Marion arose, wondering at the peculiar manner of her roommate and the strained, almost convulsive, tone of her voice. She asked no further questions, but proceeded with her dressing and preparation for breakfast. For the time being, she forgot all about the two letters in her handbag that lay on her dresser.
In some respects Helen was a peculiar girl. If her speech and action had been characterized with more vim, vigor and imagination, doubtlessly she would generally have been known as a pretty girl. As it was, her features were regular, her complexion fair, her eyes blue, and her hair a light brown. Marion thought her pretty, but Marion had associated with her intimately for two or three years, and had discovered qualities in her that mere acquaintances could never have discovered. She had found Helen apparently to be possessed of a strong, direct conception of integrity, never vacillating in manner or sympathies. Moreover, she exhibited a quiet, unwavering capability in her work that always commanded the respect, and occasionally the admiration, of both classmates and teachers.

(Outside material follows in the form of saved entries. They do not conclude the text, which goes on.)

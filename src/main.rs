use dotenv::dotenv;
use tracing::{info, warn};

use scoutbase_backend::app::app::App;
use scoutbase_backend::util::logger::Logger;

#[tokio::main]
async fn main() {
    // Keep the guards alive for the lifetime of the process
    let _logger = Logger::new().expect("Failed to initialize logging");

    info!("🚀 Starting Scoutbase Backend Application");

    match dotenv() {
        Ok(_) => info!("✅ Successfully loaded .env file"),
        Err(e) => warn!("⚠️ Failed to load .env file: {} (using system env vars)", e),
    }

    let app = App::new().await;
    app.start().await;
}
use axum::http::HeaderValue;
use std::env;
use tower_http::cors::{AllowOrigin, Any, CorsLayer};
use tracing::{debug, warn};

/// Allowed cross-origin callers, loaded from CORS_ORIGINS
/// (comma-separated origin list, or "*" for any origin).
#[derive(Debug, Clone)]
pub struct CorsConfig {
    pub origins: Vec<String>,
}

impl CorsConfig {
    pub fn from_env() -> Self {
        let raw = env::var("CORS_ORIGINS").unwrap_or_else(|_| {
            warn!("CORS_ORIGINS not set, allowing any origin");
            "*".to_string()
        });
        let origins = raw
            .split(',')
            .map(|s| s.trim().to_string())
            .filter(|s| !s.is_empty())
            .collect();
        debug!("CORS origins: {:?}", origins);
        CorsConfig { origins }
    }

    /// Build the tower-http CORS layer for the router.
    pub fn layer(&self) -> CorsLayer {
        let layer = CorsLayer::new()
            .allow_methods(Any)
            .allow_headers(Any);
        if self.origins.iter().any(|o| o == "*") {
            layer.allow_origin(Any)
        } else {
            let parsed: Vec<HeaderValue> = self
                .origins
                .iter()
                .filter_map(|o| o.parse::<HeaderValue>().ok())
                .collect();
            layer.allow_origin(AllowOrigin::list(parsed))
        }
    }
}

#[cfg(test)]
mod tests {
    use super::*;

    #[test]
    fn test_wildcard_origins() {
        let config = CorsConfig {
            origins: vec!["*".to_string()],
        };
        // Must not panic when building the layer
        let _ = config.layer();
    }

    #[test]
    fn test_explicit_origins() {
        let config = CorsConfig {
            origins: vec![
                "http://localhost:3000".to_string(),
                "https://scouts.example.org".to_string(),
            ],
        };
        let _ = config.layer();
    }
}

Not only was Helen quiet of disposition, but strangely secretive on certain subjects. For instance, she seldom said anything about her home or relatives. She lived in Villa Park, a small town midway between Westmoreland and Hollyhill. Her father was dead, and, when not at school, she had lived with her mother; these two, so far as Marion knew, constituting the entire family.

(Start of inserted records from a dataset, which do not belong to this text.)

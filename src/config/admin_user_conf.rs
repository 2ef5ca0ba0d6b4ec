use serde::{Deserialize, Serialize};
use std::env;

use crate::config::ConfigError;

/// Optional bootstrap admin account, created at startup when all three
/// variables are present and no user with that email exists yet.
#[derive(Debug, Clone, Serialize, Deserialize)]
pub struct AdminUserConfig {
    pub name: String,
    pub email: String,
    pub password: String,
}

impl AdminUserConfig {
    pub fn from_env() -> Result<Self, ConfigError> {
        Ok(AdminUserConfig {
            name: env::var("ADMIN_NAME")
                .map_err(|_| ConfigError::EnvVarNotFound("ADMIN_NAME".to_string()))?,
            email: env::var("ADMIN_EMAIL")
                .map_err(|_| ConfigError::EnvVarNotFound("ADMIN_EMAIL".to_string()))?,
            password: env::var("ADMIN_PASSWORD")
                .map_err(|_| ConfigError::EnvVarNotFound("ADMIN_PASSWORD".to_string()))?,
        })
    }
}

Marion had visited her home, and there found the mother and daughter apparently in moderate circumstances. Naturally, she had wondered a little that Mrs. Nash should be able to support her daughter at a private school, even though that institution made a specialty of teaching rich men's daughters how to be useful and economical, but the reason why had never been explained to her. Helen got her remittances from home regularly, and seemed to have no particular cause to worry about finances. She had spent parts of two vacations at the Stanlock home and there conducted herself as if quite naturally able to fit in with luxurious surroundings and large accommodations.

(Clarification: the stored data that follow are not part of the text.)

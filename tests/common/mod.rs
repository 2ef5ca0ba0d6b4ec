use std::sync::{Arc, Mutex};

use async_trait::async_trait;
use scoutbase_backend::model::event::Event;
use scoutbase_backend::model::user::{Role, User};
use scoutbase_backend::repository::event_repo::EventRepository;
use scoutbase_backend::repository::repository_error::{RepositoryError, RepositoryResult};
use scoutbase_backend::repository::user_repo::UserRepository;

/// In-memory user store mirroring the MongoDB repository semantics.
#[derive(Default)]
pub struct InMemoryUserRepo {
    pub users: Mutex<Vec<User>>,
}

impl InMemoryUserRepo {
    pub fn new() -> Arc<Self> {
        Arc::new(Self::default())
    }
}

#[async_trait]
impl UserRepository for InMemoryUserRepo {
    async fn insert(&self, user: User) -> RepositoryResult<User> {
        let mut users = self.users.lock().unwrap();
        if users.iter().any(|u| u.email == user.email) {
            return Err(RepositoryError::already_exists(user.email));
        }
        users.push(user.clone());
        Ok(user)
    }

    async fn find_by_email(&self, email: &str) -> RepositoryResult<Option<User>> {
        let users = self.users.lock().unwrap();
        Ok(users.iter().find(|u| u.email == email).cloned())
    }

    async fn list(&self) -> RepositoryResult<Vec<User>> {
        let users = self.users.lock().unwrap();
        Ok(users.iter().take(1000).cloned().collect())
    }

    async fn add_achievement(&self, email: &str, achievement: &str) -> RepositoryResult<()> {
        let mut users = self.users.lock().unwrap();
        let user = users
            .iter_mut()
            .find(|u| u.email == email)
            .ok_or_else(|| RepositoryError::not_found(email))?;
        if !user.achievements.iter().any(|a| a == achievement) {
            user.achievements.push(achievement.to_string());
        }
        Ok(())
    }

    async fn increment_events_joined(&self, email: &str) -> RepositoryResult<()> {
        let mut users = self.users.lock().unwrap();
        let user = users
            .iter_mut()
            .find(|u| u.email == email)
            .ok_or_else(|| RepositoryError::not_found(email))?;
        user.events_joined_count += 1;
        Ok(())
    }

    async fn count_by_role(&self, role: Role) -> RepositoryResult<u64> {
        let users = self.users.lock().unwrap();
        Ok(users.iter().filter(|u| u.role == role).count() as u64)
    }
}

/// In-memory event store with the same guarded set-insert contract as the
/// MongoDB repository: false when the event is missing or the email present.
#[derive(Default)]
pub struct InMemoryEventRepo {
    pub events: Mutex<Vec<Event>>,
}

impl InMemoryEventRepo {
    pub fn new() -> Arc<Self> {
        Arc::new(Self::default())
    }
}

#[async_trait]
impl EventRepository for InMemoryEventRepo {
    async fn insert(&self, event: Event) -> RepositoryResult<Event> {
        let mut events = self.events.lock().unwrap();
        events.push(event.clone());
        Ok(event)
    }

    async fn find_by_name(&self, event_name: &str) -> RepositoryResult<Option<Event>> {
        let events = self.events.lock().unwrap();
        Ok(events.iter().find(|e| e.event_name == event_name).cloned())
    }

    async fn list(&self) -> RepositoryResult<Vec<Event>> {
        let events = self.events.lock().unwrap();
        Ok(events.iter().take(1000).cloned().collect())
    }

    async fn add_assigned_user(&self, event_name: &str, email: &str) -> RepositoryResult<bool> {
        let mut events = self.events.lock().unwrap();
        match events.iter_mut().find(|e| e.event_name == event_name) {
            Some(event) if !event.users_assigned.iter().any(|e| e == email) => {
                event.users_assigned.push(email.to_string());
                Ok(true)
            }
            _ => Ok(false),
        }
    }

    async fn add_joined_admin(&self, event_name: &str, email: &str) -> RepositoryResult<bool> {
        let mut events = self.events.lock().unwrap();
        match events.iter_mut().find(|e| e.event_name == event_name) {
            Some(event) if !event.admins_joined.iter().any(|e| e == email) => {
                event.admins_joined.push(email.to_string());
                Ok(true)
            }
            _ => Ok(false),
        }
    }

    async fn count(&self) -> RepositoryResult<u64> {
        let events = self.events.lock().unwrap();
        Ok(events.len() as u64)
    }
}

Only a few days before the Christmas holidays, something had occurred that emphasized Helen's secretive peculiarity to such an extent that Marion was considerably provoked and just a little mystified. A young man, somewhere about 25 or 27 years old, fairly well but not expensively dressed, and bearing the appearance of one who had seen a good deal of the rough side of life, called at the Institute and asked for Miss Nash. He was ushered into the reception room and Helen was summoned. One of the girls who witnessed the meeting told some of her friends that Miss Nash was evidently much surprised, if not unpleasantly disturbed, when she recognized her caller. Immediately she put on a coat and hat and she and the young man went out. An hour later she returned alone, and to no one did she utter a word relative to the stranger's visit, not even to her roommate, who had passed them in the hall as they were going out.
Helen Nash was a member of the Flamingo Camp Fire and accompanied the other members on their vacation trip to the mountain mining district. The other eleven who boarded the train with Marion, the holiday hostess, were Ruth Hazelton, Ethel Zimmerman, Ernestine Johanson, Hazel Edwards, Azalia Atwood, Harriet Newcomb, Estelle Adler, Julietta Hyde, Marie Crismore, Katherine Crane, and Violet Munday.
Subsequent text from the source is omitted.